# which is cylinder 1 ?



## theblue (Aug 16, 2001)

sorry for what is probably a very asked question, but I can't find the answer easily.

my 2006 A3 started stuttering with a flashing CEL. I checked the code and cly 4 was bad, so I swapped the outer two coil packs and the problem switched to cly. 1

All of the spark plugs look fine.

So before I buy a coil pack I'm having a friend stop by so I can borrow a coil pack to see if I can make the problem go away.

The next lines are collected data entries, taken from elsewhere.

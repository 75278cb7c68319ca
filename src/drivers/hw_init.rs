//! One-shot hardware peripheral initialization.
//!
//! Configures the thermistor ADC channel and the PIR input using raw
//! ESP-IDF sys calls, and registers the PIR interrupt.  Called once from
//! `main()` before the event loop starts.
//!
//! Each peripheral is reported separately so one failing part does not
//! take the others down: a dead ADC leaves the thermistor reading
//! `ReadFailed`, a dead PIR input only disables motion events.

use core::convert::Infallible;

#[cfg(target_os = "espidf")]
use esp_idf_svc::sys::*;
#[cfg(target_os = "espidf")]
use log::info;

use crate::pins;
use crate::sensors::motion::MotionMonitor;

// ── Error type ────────────────────────────────────────────────

/// Errors during one-shot peripheral initialization.
#[derive(Debug, Clone, Copy, PartialEq, Eq)]
pub enum HwInitError {
    AdcInitFailed(i32),
    GpioConfigFailed(i32),
    IsrInstallFailed(i32),
}

impl core::fmt::Display for HwInitError {
    fn fmt(&self, f: &mut core::fmt::Formatter<'_>) -> core::fmt::Result {
        match self {
            Self::AdcInitFailed(rc)    => write!(f, "ADC1 init failed (rc={})", rc),
            Self::GpioConfigFailed(rc) => write!(f, "GPIO config failed (rc={})", rc),
            Self::IsrInstallFailed(rc) => write!(f, "GPIO ISR service install failed (rc={})", rc),
        }
    }
}

impl std::error::Error for HwInitError {}

pub const ADC1_CH_TEMP: u32 = 8;

/// Outcome of [`init_peripherals`], one entry per peripheral.
#[derive(Debug, Clone, Copy, PartialEq, Eq)]
pub struct InitReport {
    pub adc: Result<(), HwInitError>,
    pub pir: Result<(), HwInitError>,
}

impl InitReport {
    pub fn all_ok(&self) -> bool {
        self.adc.is_ok() && self.pir.is_ok()
    }
}

#[cfg(target_os = "espidf")]
pub fn init_peripherals() -> InitReport {
    // SAFETY: Called once from main() before event loop; single-threaded.
    let report = unsafe {
        InitReport {
            adc: init_adc(),
            pir: init_pir_input(),
        }
    };
    if report.all_ok() {
        info!("hw_init: all peripherals configured");
    }
    report
}

#[cfg(not(target_os = "espidf"))]
pub fn init_peripherals() -> InitReport {
    log::info!("hw_init(sim): peripheral init skipped");
    InitReport { adc: Ok(()), pir: Ok(()) }
}

// ── ADC (oneshot) ─────────────────────────────────────────────

#[cfg(target_os = "espidf")]
static mut ADC1_HANDLE: adc_oneshot_unit_handle_t = core::ptr::null_mut();

/// SAFETY: Must be called only from the single-threaded init path or the
/// main-loop ADC read path.  No concurrent access is possible because
/// `init_adc()` completes before the event loop starts.
#[cfg(target_os = "espidf")]
unsafe fn adc1_handle() -> adc_oneshot_unit_handle_t {
    unsafe { ADC1_HANDLE }
}

#[cfg(target_os = "espidf")]
unsafe fn init_adc() -> Result<(), HwInitError> {
    let init_cfg = adc_oneshot_unit_init_cfg_t {
        unit_id: adc_unit_t_ADC_UNIT_1,
        ulp_mode: adc_ulp_mode_t_ADC_ULP_MODE_DISABLE,
        ..Default::default()
    };
    // SAFETY: ADC1_HANDLE is only written here, once at boot.
    let ret = unsafe { adc_oneshot_new_unit(&init_cfg, &raw mut ADC1_HANDLE) };
    if ret != ESP_OK as i32 { return Err(HwInitError::AdcInitFailed(ret)); }

    let chan_cfg = adc_oneshot_chan_cfg_t {
        atten: adc_atten_t_ADC_ATTEN_DB_12,
        bitwidth: adc_bitwidth_t_ADC_BITWIDTH_12,
    };
    let ret = unsafe { adc_oneshot_config_channel(adc1_handle(), ADC1_CH_TEMP, &chan_cfg) };
    if ret != ESP_OK as i32 { return Err(HwInitError::AdcInitFailed(ret)); }

    info!("hw_init: ADC1 configured (CH{}=temp on GPIO{})", ADC1_CH_TEMP, pins::TEMP_ADC_GPIO);
    Ok(())
}

/// One oneshot conversion; `None` if the unit never came up or the driver
/// reports an error.
#[cfg(target_os = "espidf")]
pub fn adc1_read(channel: u32) -> Option<u16> {
    // SAFETY: see adc1_handle(); single-threaded main-loop access only.
    let handle = unsafe { adc1_handle() };
    if handle.is_null() {
        return None;
    }
    let mut raw: i32 = 0;
    // SAFETY: `handle` is the unit created by init_adc().
    let ret = unsafe { adc_oneshot_read(handle, channel, &mut raw) };
    if ret != ESP_OK as i32 {
        return None;
    }
    Some(raw.max(0) as u16)
}

// ── PIR input ─────────────────────────────────────────────────

#[cfg(target_os = "espidf")]
unsafe fn init_pir_input() -> Result<(), HwInitError> {
    let cfg = gpio_config_t {
        pin_bit_mask: 1u64 << pins::PIR_GPIO,
        mode: gpio_mode_t_GPIO_MODE_INPUT,
        pull_up_en: gpio_pullup_t_GPIO_PULLUP_DISABLE,
        pull_down_en: gpio_pulldown_t_GPIO_PULLDOWN_ENABLE,
        intr_type: gpio_int_type_t_GPIO_INTR_ANYEDGE,
    };
    let ret = unsafe { gpio_config(&cfg) };
    if ret != ESP_OK as i32 { return Err(HwInitError::GpioConfigFailed(ret)); }

    info!("hw_init: PIR input configured on GPIO{}", pins::PIR_GPIO);
    Ok(())
}

#[cfg(target_os = "espidf")]
pub fn gpio_read(pin: i32) -> bool {
    // SAFETY: gpio_get_level is a read-only register access on an
    // already-configured input pin; safe to call from main context.
    (unsafe { gpio_get_level(pin) }) != 0
}

#[cfg(not(target_os = "espidf"))]
static SIM_PIR_LEVEL: core::sync::atomic::AtomicBool = core::sync::atomic::AtomicBool::new(false);

/// Simulation: set the level `gpio_read` reports for the PIR pin.
#[cfg(not(target_os = "espidf"))]
pub fn sim_set_pir_level(high: bool) {
    SIM_PIR_LEVEL.store(high, core::sync::atomic::Ordering::Relaxed);
}

#[cfg(not(target_os = "espidf"))]
pub fn gpio_read(pin: i32) -> bool {
    pin == pins::PIR_GPIO && SIM_PIR_LEVEL.load(core::sync::atomic::Ordering::Relaxed)
}

/// An already-configured GPIO input, read through `gpio_read`.
#[derive(Debug, Clone, Copy)]
pub struct GpioInput {
    pin: i32,
}

impl GpioInput {
    pub const fn new(pin: i32) -> Self {
        Self { pin }
    }
}

impl embedded_hal::digital::ErrorType for GpioInput {
    type Error = Infallible;
}

impl embedded_hal::digital::InputPin for GpioInput {
    fn is_high(&mut self) -> Result<bool, Infallible> {
        Ok(gpio_read(self.pin))
    }

    fn is_low(&mut self) -> Result<bool, Infallible> {
        Ok(!gpio_read(self.pin))
    }
}

// ── GPIO ISR Service ──────────────────────────────────────────

/// PIR any-edge handler.
///
/// Reads the level and the uptime and hands both to the monitor.  No
/// logging or allocation here.
#[cfg(target_os = "espidf")]
unsafe extern "C" fn pir_gpio_isr(arg: *mut core::ffi::c_void) {
    // SAFETY: `arg` is the `&'static MotionMonitor` registered in
    // `init_isr_service`; it is never freed.
    let monitor = unsafe { &*(arg as *const MotionMonitor) };
    // SAFETY: gpio_get_level and esp_timer_get_time are register reads;
    // safe in ISR context.
    let level = unsafe { gpio_get_level(pins::PIR_GPIO) } != 0;
    let now_ms = unsafe { crate::adapters::time::isr_uptime_ms() };
    monitor.on_edge(level, now_ms);
}

/// Install the per-pin GPIO ISR service and register the PIR handler.
/// Call after init_peripherals() and before the event loop.
#[cfg(target_os = "espidf")]
pub fn init_isr_service(monitor: &'static MotionMonitor) -> Result<(), HwInitError> {
    // SAFETY: gpio_install_isr_service is idempotent; ESP_ERR_INVALID_STATE
    // means it was already installed (acceptable).  The handler argument
    // points at a 'static monitor.
    unsafe {
        let ret = gpio_install_isr_service(0);
        if ret != ESP_OK as i32 && ret != ESP_ERR_INVALID_STATE as i32 {
            return Err(HwInitError::IsrInstallFailed(ret));
        }

        gpio_set_intr_type(pins::PIR_GPIO, gpio_int_type_t_GPIO_INTR_ANYEDGE);
        let ret = gpio_isr_handler_add(
            pins::PIR_GPIO,
            Some(pir_gpio_isr),
            monitor as *const MotionMonitor as *mut core::ffi::c_void,
        );
        if ret != ESP_OK as i32 {
            return Err(HwInitError::IsrInstallFailed(ret));
        }
        gpio_intr_enable(pins::PIR_GPIO);
    }
    info!("hw_init: ISR service installed (PIR any-edge)");
    Ok(())
}

#[cfg(not(target_os = "espidf"))]
pub fn init_isr_service(_monitor: &'static MotionMonitor) -> Result<(), HwInitError> {
    log::info!("hw_init(sim): ISR service skipped");
    Ok(())
}
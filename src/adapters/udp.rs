//! UDP broadcast adapter.
//!
//! Implements [`DatagramSink`] over `std::net::UdpSocket`, which is backed
//! by lwIP on ESP-IDF and by the host stack everywhere else, so the same
//! code runs on both.

use std::net::{Ipv4Addr, SocketAddrV4, UdpSocket};

use log::{info, warn};

use crate::app::ports::DatagramSink;
use crate::error::Error;

pub struct UdpBroadcast {
    socket: UdpSocket,
    destination: SocketAddrV4,
}

impl UdpBroadcast {
    /// Bind an ephemeral local port and target `destination:port`.
    pub fn bind(destination: &str, port: u16) -> Result<Self, Error> {
        let ip: Ipv4Addr = destination.parse().map_err(|_| Error::Connectivity)?;
        let socket = UdpSocket::bind(SocketAddrV4::new(Ipv4Addr::UNSPECIFIED, 0)).map_err(|e| {
            warn!("UDP: bind failed: {}", e);
            Error::Connectivity
        })?;
        // Subnet-directed broadcasts need SO_BROADCAST too.
        socket.set_broadcast(true).map_err(|_| Error::Connectivity)?;
        socket.set_nonblocking(true).map_err(|_| Error::Connectivity)?;
        let destination = SocketAddrV4::new(ip, port);
        info!("UDP: publishing to {}", destination);
        Ok(Self { socket, destination })
    }

    pub fn destination(&self) -> SocketAddrV4 {
        self.destination
    }
}

impl DatagramSink for UdpBroadcast {
    fn send(&mut self, payload: &[u8]) -> Result<(), Error> {
        match self.socket.send_to(payload, self.destination) {
            Ok(n) if n == payload.len() => Ok(()),
            Ok(n) => {
                warn!("UDP: short send {}/{}B", n, payload.len());
                Err(Error::Connectivity)
            }
            Err(e) => {
                warn!("UDP: send failed: {}", e);
                Err(Error::Connectivity)
            }
        }
    }
}
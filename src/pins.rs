//! GPIO / peripheral pin assignments for the sensor node board.
//!
//! Single source of truth: every driver references this module rather than
//! hard-coding pin numbers.  Change a pin here and it propagates everywhere.

// ---------------------------------------------------------------------------
// Motion
// ---------------------------------------------------------------------------

/// HC-SR501 PIR output.  HIGH while motion is detected.
/// Both edges raise an interrupt.
pub const PIR_GPIO: i32 = 14;

// ---------------------------------------------------------------------------
// Temperature: Analog (ADC1)
// ---------------------------------------------------------------------------

/// NTC thermistor: 10 kΩ @ 25 °C, voltage-divider to ADC.
/// ADC1 channel 8 (GPIO 9 on ESP32-S3).
pub const TEMP_ADC_GPIO: i32 = 9;
//! Application service: the hexagonal core.
//!
//! [`Node`] owns the scheduler, wall clock, temperature sampler, UDP
//! publisher and batch uploader.  It exposes a hardware-agnostic API; the
//! network link, the probe and the epoch source are injected at call
//! sites, making the whole service testable with mock adapters.
//!
//! ```text
//!  MotionMonitor ──▶ ┌────────────────────────────┐ ──▶ DatagramSink
//!   (ISR queue)      │            Node            │
//!  TemperatureProbe ▶│ Scheduler · Clock · Buffer │ ──▶ SecureConnector
//!  EpochSource ────▶ └────────────────────────────┘
//! ```

use log::{debug, info, warn};

use crate::batch::{BatchUploader, UploadOutcome, UploadState};
use crate::clock::WallClock;
use crate::config::{NodeConfig, OverflowPolicy};
use crate::error::{BufferError, Error, UploadError};
use crate::publish::UdpPublisher;
use crate::scheduler::{Schedule, Scheduler, Task};
use crate::sensors::motion::{MotionEdge, MotionMonitor};
use crate::sensors::TemperatureSampler;
use crate::telemetry::{self, EventType, TelemetrySnapshot};

use super::ports::{ConnectivityPort, DatagramSink, EpochSource, SecureConnector, TemperatureProbe};

// ───────────────────────────────────────────────────────────────
// Statistics
// ───────────────────────────────────────────────────────────────

/// Counters kept for the lifetime of the node.
#[derive(Debug, Default, Clone, Copy, PartialEq, Eq)]
pub struct NodeStats {
    /// Records rendered.
    pub records: u32,
    pub format_errors: u32,
    /// Records lost to a full or undersized buffer.
    pub dropped_records: u32,
    /// Flushes triggered by a full buffer rather than the timer.
    pub forced_flushes: u32,
    pub uploads_ok: u32,
    pub uploads_failed: u32,
    pub time_syncs: u32,
    pub time_sync_failures: u32,
}

/// Per-record options taken from the configuration.
#[derive(Debug, Clone, Copy)]
struct RecordOptions {
    sensor_id: Option<u32>,
    report_motion_state: bool,
    overflow_policy: OverflowPolicy,
}

// ───────────────────────────────────────────────────────────────
// Node
// ───────────────────────────────────────────────────────────────

pub struct Node<'m, S: DatagramSink, C: SecureConnector> {
    options: RecordOptions,
    motion: &'m MotionMonitor,
    scheduler: Scheduler,
    clock: WallClock,
    sampler: TemperatureSampler,
    publisher: UdpPublisher<S>,
    uploader: BatchUploader<C>,
    stats: NodeStats,
    last_upload: Option<Result<UploadOutcome, UploadError>>,
    /// Read at the moment of a time sync; `None` anchors to the pass's `now_ms`.
    uptime: Option<fn() -> u32>,
}

impl<'m, S: DatagramSink, C: SecureConnector> Node<'m, S, C> {
    /// Wire the node.  Schedules are registered in priority order:
    /// status, temperature, flush, time resync.
    pub fn new(
        config: &NodeConfig,
        motion: &'m MotionMonitor,
        publisher: UdpPublisher<S>,
        uploader: BatchUploader<C>,
    ) -> Self {
        let mut scheduler = Scheduler::new();
        scheduler.add(Schedule::every("status", Task::StatusReport, config.status_interval_ms));
        scheduler.add(Schedule::every(
            "temperature",
            Task::TemperatureRefresh,
            config.temperature_interval_ms,
        ));
        scheduler.add(Schedule::every("flush", Task::BatchFlush, config.upload_interval_ms));
        scheduler.add(Schedule::every("ntp", Task::TimeResync, config.time_sync_interval_ms));

        Self {
            options: RecordOptions {
                sensor_id: config.sensor_id,
                report_motion_state: config.report_motion_state,
                overflow_policy: config.overflow_policy,
            },
            motion,
            scheduler,
            clock: WallClock::new(),
            sampler: TemperatureSampler::new(config.temperature_probe_index),
            publisher,
            uploader,
            stats: NodeStats::default(),
            last_upload: None,
            uptime: None,
        }
    }

    /// Anchor time syncs to a fresh uptime reading instead of the start of
    /// the loop pass, so a slow flush earlier in the pass does not skew the
    /// wall clock.
    pub fn with_uptime_source(mut self, uptime: fn() -> u32) -> Self {
        self.uptime = Some(uptime);
        self
    }

    // ── Lifecycle ─────────────────────────────────────────────

    /// Boot sequence: first time sync, first temperature sample, then the
    /// `hello` record.
    pub fn start(
        &mut self,
        now_ms: u32,
        env: &mut (impl ConnectivityPort + TemperatureProbe + EpochSource),
    ) {
        if let Err(e) = self.sync_time(now_ms, env) {
            warn!("Node: starting without wall-clock time ({})", e);
        }
        self.sampler.sample(env, now_ms);
        let snap = self.status_snapshot(now_ms);
        self.emit(EventType::Hello, &snap, &*env);
        info!("Node started at {}ms", now_ms);
    }

    // ── Per-iteration orchestration ───────────────────────────

    /// One pass of the cooperative loop: pick up the first time sync if
    /// boot ran without one, handle queued motion edges, then run every due
    /// task.
    pub fn poll(
        &mut self,
        now_ms: u32,
        env: &mut (impl ConnectivityPort + TemperatureProbe + EpochSource),
    ) {
        if !self.clock.is_synced() {
            self.try_first_sync(now_ms, env);
        }
        while let Some(edge) = self.motion.try_next_edge() {
            self.on_motion_edge(edge, &*env);
        }
        for task in self.scheduler.due(now_ms) {
            self.dispatch(task, now_ms, env);
        }
    }

    fn dispatch(
        &mut self,
        task: Task,
        now_ms: u32,
        env: &mut (impl ConnectivityPort + TemperatureProbe + EpochSource),
    ) {
        match task {
            Task::StatusReport => {
                let snap = self.status_snapshot(now_ms);
                self.emit(EventType::Status, &snap, &*env);
            }
            Task::TemperatureRefresh => {
                self.sampler.sample(env, now_ms);
            }
            Task::BatchFlush => {
                let _ = self.flush(&*env);
            }
            Task::TimeResync => {
                let _ = self.sync_time(now_ms, env);
            }
        }
    }

    fn on_motion_edge(&mut self, edge: MotionEdge, network: &impl ConnectivityPort) {
        debug!("Node: motion edge {:?}", edge);
        let snap = TelemetrySnapshot {
            sensor_id: self.options.sensor_id,
            epoch_secs: self.clock.epoch_at(edge.uptime_ms),
            uptime_ms: edge.uptime_ms,
            motion: Some(edge.motion),
            motion_counter: edge.counter,
            temperature_c: self.sampler.reading().celsius_or_sentinel(),
        };
        self.emit(EventType::Motion, &snap, network);
    }

    fn status_snapshot(&self, now_ms: u32) -> TelemetrySnapshot {
        let motion = self.motion.snapshot();
        TelemetrySnapshot {
            sensor_id: self.options.sensor_id,
            epoch_secs: self.clock.epoch_at(now_ms),
            uptime_ms: now_ms,
            motion: self.options.report_motion_state.then_some(motion.motion),
            motion_counter: motion.counter,
            temperature_c: self.sampler.reading().celsius_or_sentinel(),
        }
    }

    // ── Record pipeline ───────────────────────────────────────

    /// Render once, broadcast, then buffer for upload.
    fn emit(&mut self, event: EventType, snap: &TelemetrySnapshot, network: &impl ConnectivityPort) {
        let record = match telemetry::render(event, snap) {
            Ok(r) => r,
            Err(e) => {
                self.stats.format_errors = self.stats.format_errors.wrapping_add(1);
                warn!("Node: {} record not rendered: {}", event.as_str(), e);
                return;
            }
        };
        self.stats.records = self.stats.records.wrapping_add(1);
        debug!("Node: {}", record);

        self.publisher.publish(record.as_bytes(), network);
        if let Err(e) = self.buffer_record(record.as_bytes(), network) {
            self.stats.dropped_records = self.stats.dropped_records.wrapping_add(1);
            warn!("Node: {} record dropped: {}", event.as_str(), Error::from(e));
        }
    }

    /// Append to the batch.  A full buffer is flushed early at most once
    /// per failed cycle: after a failure the next attempt waits for the
    /// scheduled flush.
    fn buffer_record(&mut self, record: &[u8], network: &impl ConnectivityPort) -> Result<(), BufferError> {
        match self.uploader.append(record) {
            Err(BufferError::Full)
                if self.options.overflow_policy == OverflowPolicy::FlushThenDropNewest
                    && !matches!(self.uploader.state(), UploadState::Failed(_)) =>
            {
                self.stats.forced_flushes = self.stats.forced_flushes.wrapping_add(1);
                info!("Node: buffer full, flushing early");
                let _ = self.flush(network);
                self.uploader.append(record)
            }
            other => other,
        }
    }

    // ── Actions ───────────────────────────────────────────────

    /// Upload the buffer now.
    pub fn flush(&mut self, network: &impl ConnectivityPort) -> Result<UploadOutcome, UploadError> {
        let result = self.uploader.flush(network);
        match result {
            Ok(_) => self.stats.uploads_ok = self.stats.uploads_ok.wrapping_add(1),
            Err(_) => self.stats.uploads_failed = self.stats.uploads_failed.wrapping_add(1),
        }
        self.last_upload = Some(result);
        result
    }

    /// Re-anchor the wall clock from the epoch source.
    pub fn sync_time(&mut self, now_ms: u32, epoch: &mut impl EpochSource) -> Result<u32, Error> {
        match epoch.current_epoch() {
            Some(secs) => {
                self.anchor(secs, now_ms);
                info!("Node: time synced, epoch {}", secs);
                Ok(secs)
            }
            None => {
                self.stats.time_sync_failures = self.stats.time_sync_failures.wrapping_add(1);
                warn!("Node: time sync failed, keeping previous anchor");
                Err(Error::TimeSync)
            }
        }
    }

    /// Quiet retry used every pass until the clock has its first anchor.
    fn try_first_sync(&mut self, now_ms: u32, epoch: &mut impl EpochSource) {
        if let Some(secs) = epoch.current_epoch() {
            self.anchor(secs, now_ms);
            info!("Node: first time sync, epoch {}", secs);
        }
    }

    fn anchor(&mut self, secs: u32, now_ms: u32) {
        let uptime = self.uptime.map_or(now_ms, |f| f());
        self.clock.sync(secs, uptime);
        self.stats.time_syncs = self.stats.time_syncs.wrapping_add(1);
    }

    // ── Queries ───────────────────────────────────────────────

    pub fn stats(&self) -> NodeStats {
        self.stats
    }

    pub fn uploader(&self) -> &BatchUploader<C> {
        &self.uploader
    }

    pub fn uploader_mut(&mut self) -> &mut BatchUploader<C> {
        &mut self.uploader
    }

    pub fn publisher(&self) -> &UdpPublisher<S> {
        &self.publisher
    }

    pub fn clock(&self) -> &WallClock {
        &self.clock
    }

    pub fn sampler(&self) -> &TemperatureSampler {
        &self.sampler
    }

    pub fn last_upload(&self) -> Option<Result<UploadOutcome, UploadError>> {
        self.last_upload
    }

    /// Milliseconds the main loop may sleep before the next timer is due.
    pub fn idle_budget_ms(&self, now_ms: u32) -> u32 {
        self.scheduler.next_due_in(now_ms).unwrap_or(0)
    }
}
//! Application core: pure domain logic, zero I/O.
//!
//! This module contains the business rules of the telemetry node: what
//! record to emit when, where it goes, and when the batch is uploaded.
//! All interaction with the network and peripherals happens through
//! **port traits** defined in [`ports`], keeping this layer fully testable
//! on the host.

pub mod ports;
pub mod service;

the only problem is that I don't know which is 4 and which is 1.

help!

many thanks.


----------



## ghita.silviu (Oct 26, 2010)

when you stay in the front of the car ,from left to right 1 2 3 4


----------



## theblue (Aug 16, 2001)

thanks... and the coil pack fixed it...


----------



## [email protected] (Dec 30, 2007)

Its always the timing belt side. :thumbup:


----------



## Elwood (Aug 10, 2001)

[email protected] said:


> Its always the timing belt side. :thumbup:


Isn't the VR6 different? The timing chains are at the back of the block.


----------



## AsymmetricalDichotomy (Aug 13, 2010)

[email protected] said:


> Its always the timing belt side. :thumbup:


Interesting, any reason behind this?


----------